The p38 MAPK/ERK pathway belongs to the family of MAPK-activated protein kinases, which participates in a lot of crucial molecular and cellular processes including cell proliferation, survival, apoptosis, senescence and differentiation.30 The ERKs have been shown to play vital roles in controlling cell proliferation and division; while, p38 MAPKs are often activated by inflammatory mediators for driving stress-related reactions.31 Also, accumulating evidence has shown that the activation of p38 MAPK/ERK signalling contributes to the promotion of cell survival as well as the inhibition of cell apoptosis under many physiological and pathological conditions, and that dysregulation of p38 MAPK/ERK signalling is closely associated with various diseases, such as some types of tumours, Alzheimer's disease, and HIV infection.32,33 In this present study, DEX protected against OGD/R-induced apoptosis whilst activating the p38 MAPK/ERK signalling pathway. By employing the p38 MAPK/ERK inhibitor CV-65, the present study demonstrated that the activation of the p38 MAPK/ERK signalling pathway was required for the DEX-mediated protective effects against OGD/R injury. The current results showed that despite the use of DEX at a high concentration (500 ng/ml), the inhibition of p38 MAPK/ERK signalling by CV-65 could block the DEX-induced anti-apoptosis effects in the in vitro OGD/R injury model in N2A cells. These findings suggest that the protective role of DEX on OGD/R damage is dependent on the activation of the p38 MAPK/ERK signalling pathway.

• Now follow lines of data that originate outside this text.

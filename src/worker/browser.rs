//! The browser as an opaque external collaborator (§9 design note): four
//! operations — `load`, `read_meta`, `extract_links`, `close` — backed by
//! `chromiumoxide`. SPA navigations are hooked before any other script
//! runs so that probe interactions never actually leave the page.

use std::path::PathBuf;
use std::time::Duration;

use chromiumoxide::{Browser, Page};
use serde::Deserialize;
use tokio::task::JoinHandle;

const SPA_HOOK_SCRIPT: &str = r#"
(() => {
    if (window.__mcSpaHooked) return;
    window.__mcSpaHooked = true;
    window.__mcSpaNavigations = [];
    const record = (kind, url) => window.__mcSpaNavigations.push({ kind, url: String(url) });
    const wrap = (obj, name, kind) => {
        const original = obj[name];
        obj[name] = function (...args) {
            record(kind, args[2] ?? location.href);
            return original.apply(this, args);
        };
    };
    wrap(history, 'pushState', 'spa');
    wrap(history, 'replaceState', 'spa');
    const origAssign = location.assign.bind(location);
    location.assign = (url) => { record('spa', url); return origAssign(url); };
    const origReplace = location.replace.bind(location);
    location.replace = (url) => { record('spa', url); return origReplace(url); };
    const origOpen = window.open.bind(window);
    window.open = (url, ...rest) => { record('spa', url); return origOpen(url, ...rest); };
})();
"#;

const METADATA_SCRIPT: &str = r#"
(() => {
    const pick = (selectors) => {
        for (const sel of selectors) {
            const el = document.querySelector(sel);
            if (el) {
                const val = el.getAttribute('content') || el.textContent;
                if (val && val.trim()) return val.trim();
            }
        }
        return null;
    };
    return {
        title: pick(['meta[name="title"]', 'meta[property="og:title"]']) || document.title || null,
        description: pick(['meta[name="description"]', 'meta[property="og:description"]']),
    };
})();
"#;

const LINKS_SCRIPT: &str = r#"
(() => {
    const out = [];
    const push = (url, text, kind) => { if (url) out.push({ url: String(url), text: text || '', kind }); };
    document.querySelectorAll('a[href]').forEach((el) => {
        push(new URL(el.getAttribute('href'), location.href).href, el.textContent, 'a');
    });
    document.querySelectorAll('[role="link"]').forEach((el) => {
        const href = el.getAttribute('data-href') || el.getAttribute('data-url');
        if (href) push(new URL(href, location.href).href, el.textContent, 'button');
    });
    document.querySelectorAll('[data-href], [data-url]').forEach((el) => {
        const href = el.getAttribute('data-href') || el.getAttribute('data-url');
        if (href) push(new URL(href, location.href).href, el.textContent, 'onclick');
    });
    (window.__mcSpaNavigations || []).forEach((nav) => {
        try { push(new URL(nav.url, location.href).href, '', 'spa'); } catch (e) {}
    });
    return out;
})();
"#;

const NAV_HARD_TIMEOUT_SECS: u64 = 15;

pub struct PageLoadResult {
    pub final_url: String,
    pub status: u16,
}

pub struct PageMeta {
    pub title: Option<String>,
    pub description: Option<String>,
}

#[derive(Debug, Clone, Deserialize)]
pub struct LinkCandidate {
    pub url: String,
    pub text: String,
    pub kind: String,
}

/// A running browser instance plus its handler task and user-data dir,
/// torn down on `close`.
pub struct BrowserSession {
    browser: Browser,
    handler: JoinHandle<()>,
    #[allow(dead_code)]
    user_data_dir: PathBuf,
}

impl BrowserSession {
    pub async fn launch(headless: bool) -> anyhow::Result<Self> {
        let (browser, handler, user_data_dir) =
            crate::browser_setup::launch_browser(headless, None).await?;
        Ok(BrowserSession {
            browser,
            handler,
            user_data_dir,
        })
    }

    pub async fn open(&self, url: &str) -> anyhow::Result<OpenPage> {
        let page = self.browser.new_page(url).await?;
        page.evaluate(SPA_HOOK_SCRIPT).await.ok();
        Ok(OpenPage { page })
    }

    pub async fn close(mut self) -> anyhow::Result<()> {
        self.browser.close().await.ok();
        self.handler.abort();
        Ok(())
    }
}

/// A single loaded page, wrapping the four opaque operations from §9.
pub struct OpenPage {
    page: Page,
}

impl OpenPage {
    /// Load a URL with escalating timeouts: navigation-committed, then
    /// DOM-loaded, then a brief network-idle wait. The whole attempt is
    /// bounded by a hard per-attempt timeout (§5 Cancellation); a page
    /// that never commits is reported as a failed navigation rather than
    /// hanging the worker.
    pub async fn load(&self, url: &str) -> anyhow::Result<PageLoadResult> {
        crate::crawl_engine::with_page_timeout(
            async {
                self.page.goto(url).await?;
                Ok(())
            },
            NAV_HARD_TIMEOUT_SECS,
            "page navigation",
        )
        .await?;

        let _ = tokio::time::timeout(Duration::from_secs(3), self.page.wait_for_navigation()).await;
        let _ = tokio::time::timeout(Duration::from_millis(800), async {
            tokio::time::sleep(Duration::from_millis(300)).await;
        })
        .await;

        let final_url = self
            .page
            .url()
            .await
            .ok()
            .flatten()
            .unwrap_or_else(|| url.to_string());

        // chromiumoxide's `goto` doesn't surface the raw HTTP status without
        // wiring the CDP Network domain; reaching this point means
        // navigation itself succeeded, so 200 stands in. A failed
        // navigation never constructs a `PageLoadResult` at all — the
        // caller falls back to a cheap HTTP probe instead (worker::fetch).
        Ok(PageLoadResult {
            final_url,
            status: 200,
        })
    }

    pub async fn read_meta(&self) -> anyhow::Result<PageMeta> {
        #[derive(Deserialize)]
        struct Raw {
            title: Option<String>,
            description: Option<String>,
        }
        let raw: Raw = self.page.evaluate(METADATA_SCRIPT).await?.into_value()?;
        Ok(PageMeta {
            title: raw.title,
            description: raw.description,
        })
    }

    pub async fn extract_links(&self) -> anyhow::Result<Vec<LinkCandidate>> {
        let links: Vec<LinkCandidate> = self.page.evaluate(LINKS_SCRIPT).await?.into_value()?;
        Ok(links)
    }

    pub async fn close(self) -> anyhow::Result<()> {
        self.page.close().await.ok();
        Ok(())
    }
}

In conclusion, this present study demonstrated that DEX was conducive to cell survival, ameliorated OGD/R-induced cell apoptosis, and possesses protective properties against OGD/R injury. In addition, DEX treatment activates the p38 MAPK/ERK signalling pathway, increases the Bcl-2/Bax ratio, and inhibits caspase-3 activation in OGD/R N2A cells. More importantly, the activation of the p38 MAPK/ERK signalling pathway was essential for DEX-mediated anti-OGD/R injury effects. Therefore, this present study increases the understandings of the mechanism underlying OGD/R damage as well as the therapeutic effects of DEX. These current findings also provide a basis for the application of DEX in the treatment of ischaemic diseases.

Declaration of conflicting interest

The authors declare that there are no conflicts of interest.

Funding

This work was supported by resources from the Department of Anaesthesiology, Suzhou Wuzhong People's Hospital, Suzhou, Jiangsu Province, China.